Mitch Bradley wrote the following about structure alignment:
"In practice, structures are used for two different purposes with
incompatible requirements:
a) For collecting related internal-use data into a convenient
"package" that can be referred to by a single "handle". For
this use, alignment is important, so that efficient native
fetch and store instructions can be used.
b) For mapping external data structures like hardware register
maps and protocol packets. For this use, automatic alignment
is inappropriate, because the alignment of the external data
structure often doesn't match the rules for a given processor.

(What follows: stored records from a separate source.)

//! Request and reply types exchanged with the evaluation unit.
//!
//! On the wire every message is the payload's own fields plus a numeric `id`
//! used only for correlation:
//!
//! ```text
//! → {"id": 7, "rules": [...], "currentData": "...", "previousData": "...", "now": "...", "today": "..."}
//! ← {"id": 7, "type": "success", "values": {...}, "updates": {...}}
//! ```

use std::collections::BTreeMap;

use chrono::{DateTime, FixedOffset, SecondsFormat, Utc};
use serde::{Deserialize, Serialize};
use serde_json::Value;

use crate::playground::PlaygroundState;
use crate::rule::{RuleId, RuleWithId};

/// Correlation id assigned by the correlator.
pub type CallId = u64;

/// A payload tagged with its correlation id.
#[derive(Debug, Clone, PartialEq, Serialize, Deserialize)]
pub struct Envelope<T> {
    pub id: CallId,
    #[serde(flatten)]
    pub payload: T,
}

impl<T> Envelope<T> {
    pub fn new(id: CallId, payload: T) -> Self {
        Self { id, payload }
    }

    /// Wraps a reply for the same call.
    pub fn reply<R>(&self, payload: R) -> Envelope<R> {
        Envelope {
            id: self.id,
            payload,
        }
    }
}

/// One evaluation round for the unit.
///
/// `now` and `today` are fixed when the request is built so that every rule in
/// the round sees the same instant.
#[derive(Debug, Clone, PartialEq, Serialize, Deserialize)]
#[serde(rename_all = "camelCase")]
pub struct Request {
    pub rules: Vec<RuleWithId>,
    pub current_data: String,
    pub previous_data: String,
    /// RFC 3339, UTC, millisecond precision.
    pub now: String,
    /// `YYYY-MM-DD` in the caller's local offset.
    pub today: String,
}

impl Request {
    pub fn new(snapshot: &PlaygroundState, now: DateTime<FixedOffset>) -> Self {
        Self {
            rules: snapshot.rules.clone(),
            current_data: snapshot.data.clone(),
            previous_data: snapshot.previous_data.clone(),
            now: now
                .with_timezone(&Utc)
                .to_rfc3339_opts(SecondsFormat::Millis, true),
            today: now.date_naive().format("%Y-%m-%d").to_string(),
        }
    }
}

/// Result of evaluating a single rule expression.
#[derive(Debug, Clone, PartialEq, Serialize, Deserialize)]
#[serde(tag = "type", rename_all = "snake_case")]
pub enum Output {
    Value { value: Value },
    Error { error: String },
}

impl Output {
    pub fn value(value: impl Into<Value>) -> Self {
        Output::Value {
            value: value.into(),
        }
    }

    pub fn error(error: impl Into<String>) -> Self {
        Output::Error {
            error: error.into(),
        }
    }

    /// Only a literal boolean `true` counts.
    pub fn is_true(&self) -> bool {
        matches!(self, Output::Value { value: Value::Bool(true) })
    }
}

impl std::fmt::Display for Output {
    fn fmt(&self, f: &mut std::fmt::Formatter<'_>) -> std::fmt::Result {
        match self {
            Output::Value { value } => write!(f, "{}", value),
            Output::Error { error } => f.write_str(error),
        }
    }
}

pub type Values = BTreeMap<RuleId, Output>;
pub type Updates = BTreeMap<String, Value>;

/// Everything the unit can answer with. The set is closed: whatever failure
/// the unit hits is mapped onto one of these variants before it leaves it.
#[derive(Debug, Clone, PartialEq, Serialize, Deserialize)]
#[serde(tag = "type", rename_all = "snake_case")]
pub enum Reply {
    Success {
        values: Values,
        updates: Updates,
    },
    JsonParseError {
        error: String,
    },
    ExpressionParseError {
        error: String,
    },
    ExpressionEvaluationError {
        error: String,
    },
    UnknownError {
        #[serde(default, skip_serializing_if = "Option::is_none")]
        error: Option<String>,
    },
}

impl Reply {
    pub fn is_success(&self) -> bool {
        matches!(self, Reply::Success { .. })
    }
}

/// Raw failure raised while evaluating a request, before it is turned into a
/// [`Reply`].
#[derive(Debug, Clone, PartialEq, Serialize, Deserialize, thiserror::Error)]
#[serde(tag = "type", rename_all = "snake_case")]
pub enum UnitFailure {
    #[error("JSON parse error: {error}")]
    JsonParseError { error: String },
    #[error("Expression parse error: {error}")]
    ExpressionParseError { error: String },
    #[error("Expression runtime error: {error}")]
    ExpressionRuntimeError { error: String },
}

/// Successful evaluation of a whole rule set.
#[derive(Debug, Clone, Default, PartialEq, Serialize, Deserialize)]
pub struct Evaluated {
    pub values: Values,
    pub updates: Updates,
}

impl From<UnitFailure> for Reply {
    fn from(failure: UnitFailure) -> Self {
        match failure {
            UnitFailure::JsonParseError { error } => Reply::JsonParseError { error },
            UnitFailure::ExpressionParseError { error } => Reply::ExpressionParseError { error },
            UnitFailure::ExpressionRuntimeError { error } => {
                Reply::ExpressionEvaluationError { error }
            }
        }
    }
}

impl From<Result<Evaluated, UnitFailure>> for Reply {
    fn from(result: Result<Evaluated, UnitFailure>) -> Self {
        match result {
            Ok(Evaluated { values, updates }) => Reply::Success { values, updates },
            Err(failure) => failure.into(),
        }
    }
}
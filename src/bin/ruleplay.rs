use std::{
    path::{Path, PathBuf},
    sync::Arc,
};

use clap::{Parser, Subcommand};
use ruleplay::{
    config::RuleplayConfig,
    evaluation::{EvaluationStateMachine, EvaluationUnit},
    expression::BasicEngine,
    playground::{Direction, PlaygroundError, PlaygroundState},
    rule::{Rule, RuleAction, RuleId},
    summary::Report,
    validate, Error, RuleplayResult,
};
use tracing::debug;
use tracing_subscriber::EnvFilter;

#[derive(Parser)]
#[command(author, version, about, long_about = None)]
struct Cli {
    /// Path to config file
    #[arg(short, long, default_value = "ruleplay.json", global = true)]
    config: PathBuf,

    /// Enable debug logging
    #[arg(short, long, global = true)]
    verbose: bool,

    #[command(subcommand)]
    command: Command,
}

#[derive(Subcommand)]
enum Command {
    /// Write a new playground file
    Init {
        #[arg(default_value = "playground.json")]
        file: PathBuf,
        /// Start from the listing example instead of an empty rule set
        #[arg(long)]
        example: bool,
        /// Overwrite an existing file
        #[arg(long)]
        force: bool,
    },
    /// Evaluate a playground file and print the results
    Check {
        file: PathBuf,
        /// Print the report as JSON
        #[arg(long)]
        json: bool,
    },
    /// Edit the rules of a playground file
    Rule {
        #[command(subcommand)]
        command: RuleCommand,
    },
    /// Print the id-less share form of a playground file
    Export { file: PathBuf },
    /// Create a playground file from a share form, minting new rule ids
    Import {
        shared: PathBuf,
        file: PathBuf,
        #[arg(long)]
        force: bool,
    },
}

#[derive(Subcommand)]
enum RuleCommand {
    /// List rules with their ids
    List { file: PathBuf },
    /// Append a rule
    Add {
        file: PathBuf,
        #[arg(long)]
        field: String,
        #[arg(long)]
        action: RuleAction,
        #[arg(long)]
        expression: String,
        #[arg(long, default_value = "")]
        message: String,
    },
    /// Change an existing rule in place
    Edit {
        file: PathBuf,
        id: String,
        #[arg(long)]
        field: Option<String>,
        #[arg(long)]
        action: Option<RuleAction>,
        #[arg(long)]
        expression: Option<String>,
        #[arg(long)]
        message: Option<String>,
    },
    /// Move a rule one step up or down
    Move {
        file: PathBuf,
        id: String,
        direction: Direction,
    },
    /// Delete a rule
    Remove { file: PathBuf, id: String },
}

fn load(file: &Path) -> RuleplayResult<PlaygroundState> {
    let content = std::fs::read_to_string(file)?;
    Ok(PlaygroundState::from_json(&content)?)
}

fn save(file: &Path, state: &PlaygroundState) -> RuleplayResult<()> {
    std::fs::write(file, state.to_json()?)?;
    debug!("saved {}", file.display());
    Ok(())
}

fn create(file: &Path, state: &PlaygroundState, force: bool) -> RuleplayResult<()> {
    if file.exists() && !force {
        return Err(Error::internal(format!(
            "{} already exists (use --force to overwrite)",
            file.display()
        )));
    }
    save(file, state)
}

/// Evaluates `file` once. Returns whether validation passed.
async fn check(config: &RuleplayConfig, file: &Path, json: bool) -> RuleplayResult<bool> {
    let snapshot = load(file)?;

    let unit = EvaluationUnit::with_options(BasicEngine, config.evaluation.options());
    let correlator = Arc::new(unit.connect(&config.unit));
    let machine = EvaluationStateMachine::with_system_clock(correlator);

    machine.update(&snapshot)?;
    let timeout = config.evaluation.reply_timeout;
    let state = tokio::time::timeout(timeout, machine.settled())
        .await
        .map_err(|_| Error::Timeout(timeout))??;

    let report = Report::new(state.clone(), validate(&snapshot, &state));
    if json {
        println!("{}", serde_json::to_string_pretty(&report)?);
    } else {
        print!("{}", report.render());
    }
    Ok(report.passed())
}

fn edit_rules(command: &RuleCommand) -> RuleplayResult<()> {
    match command {
        RuleCommand::List { file } => {
            let state = load(file)?;
            for rule in &state.rules {
                println!(
                    "{}  {:<12}  {:<20}  {}",
                    rule.id,
                    rule.rule_action,
                    rule.field_name,
                    rule.rule_expression.replace('\n', " ")
                );
            }
        }
        RuleCommand::Add {
            file,
            field,
            action,
            expression,
            message,
        } => {
            let mut state = load(file)?;
            let id = state.add_rule(Rule::new(field, *action, expression, message));
            save(file, &state)?;
            println!("{}", id);
        }
        RuleCommand::Edit {
            file,
            id,
            field,
            action,
            expression,
            message,
        } => {
            let mut state = load(file)?;
            let id = RuleId::from(id.as_str());
            let existing = state
                .rule(&id)
                .ok_or_else(|| PlaygroundError::RuleNotFound(id.clone()))?;
            let rule = Rule::new(
                field.clone().unwrap_or_else(|| existing.field_name.clone()),
                action.unwrap_or(existing.rule_action),
                expression
                    .clone()
                    .unwrap_or_else(|| existing.rule_expression.clone()),
                message.clone().unwrap_or_else(|| existing.rule_message.clone()),
            );
            state.set_rule(&id, rule)?;
            save(file, &state)?;
        }
        RuleCommand::Move {
            file,
            id,
            direction,
        } => {
            let mut state = load(file)?;
            if state.move_rule(&RuleId::from(id.as_str()), *direction)? {
                save(file, &state)?;
            } else {
                println!("Rule {} is already at the {} end", id, direction);
            }
        }
        RuleCommand::Remove { file, id } => {
            let mut state = load(file)?;
            state.remove_rule(&RuleId::from(id.as_str()))?;
            save(file, &state)?;
        }
    }
    Ok(())
}

async fn run(cli: &Cli) -> RuleplayResult<bool> {
    let config = RuleplayConfig::load_or_default(&cli.config)?;
    debug!("config: {:?}", config);

    match &cli.command {
        Command::Init {
            file,
            example,
            force,
        } => {
            let state = if *example {
                PlaygroundState::example()
            } else {
                PlaygroundState::initial()
            };
            create(file, &state, *force)?;
            println!("Wrote {}", file.display());
        }
        Command::Check { file, json } => return check(&config, file, *json).await,
        Command::Rule { command } => edit_rules(command)?,
        Command::Export { file } => println!("{}", load(file)?.to_share_json()?),
        Command::Import {
            shared,
            file,
            force,
        } => {
            let content = std::fs::read_to_string(shared)?;
            let state = PlaygroundState::from_share_json(&content)?;
            create(file, &state, *force)?;
            println!("Imported {} rule(s) into {}", state.rules.len(), file.display());
        }
    }
    Ok(true)
}

#[tokio::main]
async fn main() {
    let cli = Cli::parse();

    let default_level = if cli.verbose { "debug" } else { "warn" };
    tracing_subscriber::fmt()
        .with_env_filter(
            EnvFilter::try_from_default_env().unwrap_or_else(|_| EnvFilter::new(default_level)),
        )
        .with_writer(std::io::stderr)
        .init();

    match run(&cli).await {
        Ok(true) => {}
        Ok(false) => std::process::exit(1),
        Err(e) => {
            eprintln!("Error: {}", e);
            std::process::exit(1);
        }
    }
}
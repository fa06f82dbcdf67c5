//! # Rules
//!
//! A rule pairs an expression with the judgment to make about its outcome.
//! Rules travel as an ordered list; the position is what the user sees and
//! reorders, while the [`RuleId`] is what replies and messages are keyed by.

use serde::{Deserialize, Serialize};

/// Stable identity of a rule, independent of its position in the list.
#[derive(Debug, Clone, PartialEq, Eq, PartialOrd, Ord, Hash, Serialize, Deserialize)]
#[serde(transparent)]
pub struct RuleId(String);

impl RuleId {
    /// Mints a fresh random id.
    pub fn new() -> Self {
        Self(uuid::Uuid::new_v4().to_string())
    }

    pub fn as_str(&self) -> &str {
        &self.0
    }
}

impl Default for RuleId {
    fn default() -> Self {
        Self::new()
    }
}

impl From<&str> for RuleId {
    fn from(id: &str) -> Self {
        Self(id.to_string())
    }
}

impl From<String> for RuleId {
    fn from(id: String) -> Self {
        Self(id)
    }
}

impl std::fmt::Display for RuleId {
    fn fmt(&self, f: &mut std::fmt::Formatter<'_>) -> std::fmt::Result {
        f.write_str(&self.0)
    }
}

/// The kind of judgment a rule performs on its outcome.
#[derive(
    Debug,
    Clone,
    Copy,
    PartialEq,
    Eq,
    Hash,
    Serialize,
    Deserialize,
    strum::Display,
    strum::EnumString,
    strum::EnumIter,
)]
#[serde(rename_all = "SCREAMING_SNAKE_CASE")]
#[strum(serialize_all = "SCREAMING_SNAKE_CASE", ascii_case_insensitive)]
pub enum RuleAction {
    Evaluate,
    Accept,
    Reject,
    Warning,
    Set,
    SetRequired,
}

#[derive(Debug, Clone, PartialEq, Serialize, Deserialize)]
#[serde(rename_all = "PascalCase")]
pub struct Rule {
    pub field_name: String,
    pub rule_action: RuleAction,
    pub rule_expression: String,
    pub rule_message: String,
}

impl Rule {
    pub fn new(
        field_name: impl Into<String>,
        rule_action: RuleAction,
        rule_expression: impl Into<String>,
        rule_message: impl Into<String>,
    ) -> Self {
        Self {
            field_name: field_name.into(),
            rule_action,
            rule_expression: rule_expression.into(),
            rule_message: rule_message.into(),
        }
    }

    /// Attaches a freshly minted id.
    pub fn with_new_id(self) -> RuleWithId {
        RuleWithId {
            id: RuleId::new(),
            rule: self,
        }
    }
}

/// A rule as it lives in a snapshot: the rule body plus its identity.
///
/// On the wire the id sits next to the PascalCase rule fields:
/// `{"id": "...", "FieldName": "...", "RuleAction": "ACCEPT", ...}`.
#[derive(Debug, Clone, PartialEq, Serialize, Deserialize)]
pub struct RuleWithId {
    pub id: RuleId,
    #[serde(flatten)]
    pub rule: Rule,
}

impl RuleWithId {
    pub fn new(id: impl Into<RuleId>, rule: Rule) -> Self {
        Self {
            id: id.into(),
            rule,
        }
    }
}

impl std::ops::Deref for RuleWithId {
    type Target = Rule;

    fn deref(&self) -> &Self::Target {
        &self.rule
    }
}
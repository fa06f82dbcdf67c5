//! # Evaluation State Machine
//!
//! Turns each accepted snapshot into exactly one correlator call and publishes
//! the outcome as an [`EvaluationState`] on a `watch` channel.
//!
//! ## State Flow
//!
//! ```text
//! update(snapshot) ──► Loading ──reply──► Success | JsonParseError | ExpressionParseError
//!                                          | ExpressionEvaluationError | UnknownError
//! ```
//!
//! `Loading` is published before `update` returns. Every call to `update`
//! starts a new generation; a reply is only published if no newer generation
//! has started since its request was sent, so a slow answer for an old
//! snapshot never overwrites the state of a newer one. The generation check
//! and the publication happen under the channel's write lock, the same lock
//! `update` holds while it bumps the generation.
//!
//! A correlator failure is not an evaluation result, so it never becomes an
//! `EvaluationState`. It is published on a separate channel tagged with its
//! generation, and [`EvaluationStateMachine::settled`] returns it as an error
//! when it belongs to the latest snapshot.

use std::sync::{
    atomic::{AtomicU64, Ordering},
    Arc,
};

use serde::{Deserialize, Serialize};
use tokio::sync::watch;
use tokio_stream::wrappers::WatchStream;
use tracing::{debug, error, instrument};

use super::clock::{Clock, SystemClock};
use super::correlator::{Correlator, CorrelatorError};
use super::protocol::{Reply, Request, Updates, Values};
use crate::playground::PlaygroundState;

/// Message shown for failures the unit could not classify.
pub const UNKNOWN_ERROR_MESSAGE: &str = "Unknown error";

#[derive(Debug, Clone, PartialEq, Serialize, Deserialize)]
#[serde(tag = "type", rename_all = "snake_case")]
pub enum EvaluationState {
    Loading,
    Success { values: Values, updates: Updates },
    JsonParseError { error: String },
    ExpressionParseError { error: String },
    ExpressionEvaluationError { error: String },
    UnknownError { error: String },
}

impl EvaluationState {
    pub fn is_loading(&self) -> bool {
        matches!(self, EvaluationState::Loading)
    }

    pub fn is_success(&self) -> bool {
        matches!(self, EvaluationState::Success { .. })
    }

    /// The failure message, if this is a failure state.
    pub fn error(&self) -> Option<&str> {
        match self {
            EvaluationState::Loading | EvaluationState::Success { .. } => None,
            EvaluationState::JsonParseError { error }
            | EvaluationState::ExpressionParseError { error }
            | EvaluationState::ExpressionEvaluationError { error }
            | EvaluationState::UnknownError { error } => Some(error),
        }
    }
}

impl From<Reply> for EvaluationState {
    fn from(reply: Reply) -> Self {
        match reply {
            Reply::Success { values, updates } => EvaluationState::Success { values, updates },
            Reply::JsonParseError { error } => EvaluationState::JsonParseError { error },
            Reply::ExpressionParseError { error } => {
                EvaluationState::ExpressionParseError { error }
            }
            Reply::ExpressionEvaluationError { error } => {
                EvaluationState::ExpressionEvaluationError { error }
            }
            Reply::UnknownError { .. } => EvaluationState::UnknownError {
                error: UNKNOWN_ERROR_MESSAGE.to_string(),
            },
        }
    }
}

pub struct EvaluationStateMachine {
    correlator: Arc<Correlator<Request, Reply>>,
    clock: Arc<dyn Clock>,
    generation: Arc<AtomicU64>,
    state: Arc<watch::Sender<EvaluationState>>,
    failure: Arc<watch::Sender<Option<Failure>>>,
}

/// A correlator error and the generation whose request it ended.
#[derive(Debug, Clone, PartialEq)]
struct Failure {
    generation: u64,
    error: CorrelatorError,
}

fn publish_failure(
    failure: &watch::Sender<Option<Failure>>,
    latest: &AtomicU64,
    generation: u64,
    error: CorrelatorError,
) {
    failure.send_if_modified(|current| {
        if latest.load(Ordering::SeqCst) != generation {
            return false;
        }
        *current = Some(Failure { generation, error });
        true
    });
}

impl EvaluationStateMachine {
    pub fn new(correlator: Arc<Correlator<Request, Reply>>, clock: Arc<dyn Clock>) -> Self {
        let (state, _) = watch::channel(EvaluationState::Loading);
        let (failure, _) = watch::channel(None);
        Self {
            correlator,
            clock,
            generation: Arc::new(AtomicU64::new(0)),
            state: Arc::new(state),
            failure: Arc::new(failure),
        }
    }

    pub fn with_system_clock(correlator: Arc<Correlator<Request, Reply>>) -> Self {
        Self::new(correlator, Arc::new(SystemClock))
    }

    /// Accepts a new snapshot: publishes `Loading`, sends one request and
    /// returns the generation assigned to it.
    ///
    /// Must be called from within a Tokio runtime.
    ///
    /// # Errors
    ///
    /// Returns the correlator's error when the request could not be sent. The
    /// state is left at `Loading` and the error is also recorded as this
    /// generation's [`failure`](Self::failure).
    #[instrument(level = "debug", skip_all, fields(rules = snapshot.rules.len()))]
    pub fn update(&self, snapshot: &PlaygroundState) -> Result<u64, CorrelatorError> {
        let mut generation = 0;
        self.state.send_modify(|state| {
            generation = self.generation.fetch_add(1, Ordering::SeqCst) + 1;
            *state = EvaluationState::Loading;
        });

        let request = Request::new(snapshot, self.clock.now());
        let pending = self.correlator.submit(request).map_err(|e| {
            error!(generation, "Failed to submit evaluation request: {}", e);
            publish_failure(&self.failure, &self.generation, generation, e.clone());
            e
        })?;

        let latest = self.generation.clone();
        let state = self.state.clone();
        let failure = self.failure.clone();
        tokio::spawn(async move {
            match pending.await {
                Ok(reply) => {
                    let published = state.send_if_modified(|current| {
                        if latest.load(Ordering::SeqCst) != generation {
                            return false;
                        }
                        *current = reply.into();
                        true
                    });
                    if !published {
                        debug!(generation, "discarding reply for a superseded snapshot");
                    }
                }
                Err(e) => {
                    error!(generation, "Evaluation reply lost: {}", e);
                    publish_failure(&failure, &latest, generation, e);
                }
            }
        });

        Ok(generation)
    }

    /// Generation of the most recent snapshot; 0 before the first `update`.
    pub fn generation(&self) -> u64 {
        self.generation.load(Ordering::SeqCst)
    }

    pub fn current(&self) -> EvaluationState {
        self.state.borrow().clone()
    }

    pub fn subscribe(&self) -> watch::Receiver<EvaluationState> {
        self.state.subscribe()
    }

    /// Every published state, starting with the current one.
    pub fn stream(&self) -> WatchStream<EvaluationState> {
        WatchStream::new(self.subscribe())
    }

    /// The correlator error that ended the latest snapshot's request, if any.
    pub fn failure(&self) -> Option<CorrelatorError> {
        self.latest_error(&self.failure.borrow())
    }

    fn latest_error(&self, failure: &Option<Failure>) -> Option<CorrelatorError> {
        let generation = self.generation();
        failure
            .as_ref()
            .filter(|failure| failure.generation == generation)
            .map(|failure| failure.error.clone())
    }

    /// Waits until the latest snapshot has left `Loading`.
    ///
    /// # Errors
    ///
    /// Returns the correlator's error once it is known that no reply will
    /// arrive for the latest snapshot.
    pub async fn settled(&self) -> Result<EvaluationState, CorrelatorError> {
        let mut states = self.subscribe();
        let mut failures = self.failure.subscribe();
        loop {
            {
                let state = states.borrow_and_update();
                if !state.is_loading() {
                    return Ok(state.clone());
                }
            }
            let error = self.latest_error(&failures.borrow_and_update());
            if let Some(error) = error {
                return Err(error);
            }
            // both senders live as long as `self`
            tokio::select! {
                _ = states.changed() => {}
                _ = failures.changed() => {}
            }
        }
    }

    /// `update` followed by `settled`.
    pub async fn evaluate(
        &self,
        snapshot: &PlaygroundState,
    ) -> Result<EvaluationState, CorrelatorError> {
        self.update(snapshot)?;
        self.settled().await
    }
}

C caters to requirement (a) but essentially ignores (b). Yet people
use
C structures for external data structures all the time, leading to
various custom macro sets, usage requirements, portability problems,
bugs, etc.

Since I do much more (b) than (a), I prefer a structure definition
basis
that is fundamentally unaligned. It is much easier to add alignment
than to undo it."

Solution
--------
The intention of this proposal is to find a portable notation
for defining data structures using word names that do not
conflict with existing systems, and to provide easy portability
of code between systems.

System implementors can then define these words in terms of
their existing structure definition words to enhance performance.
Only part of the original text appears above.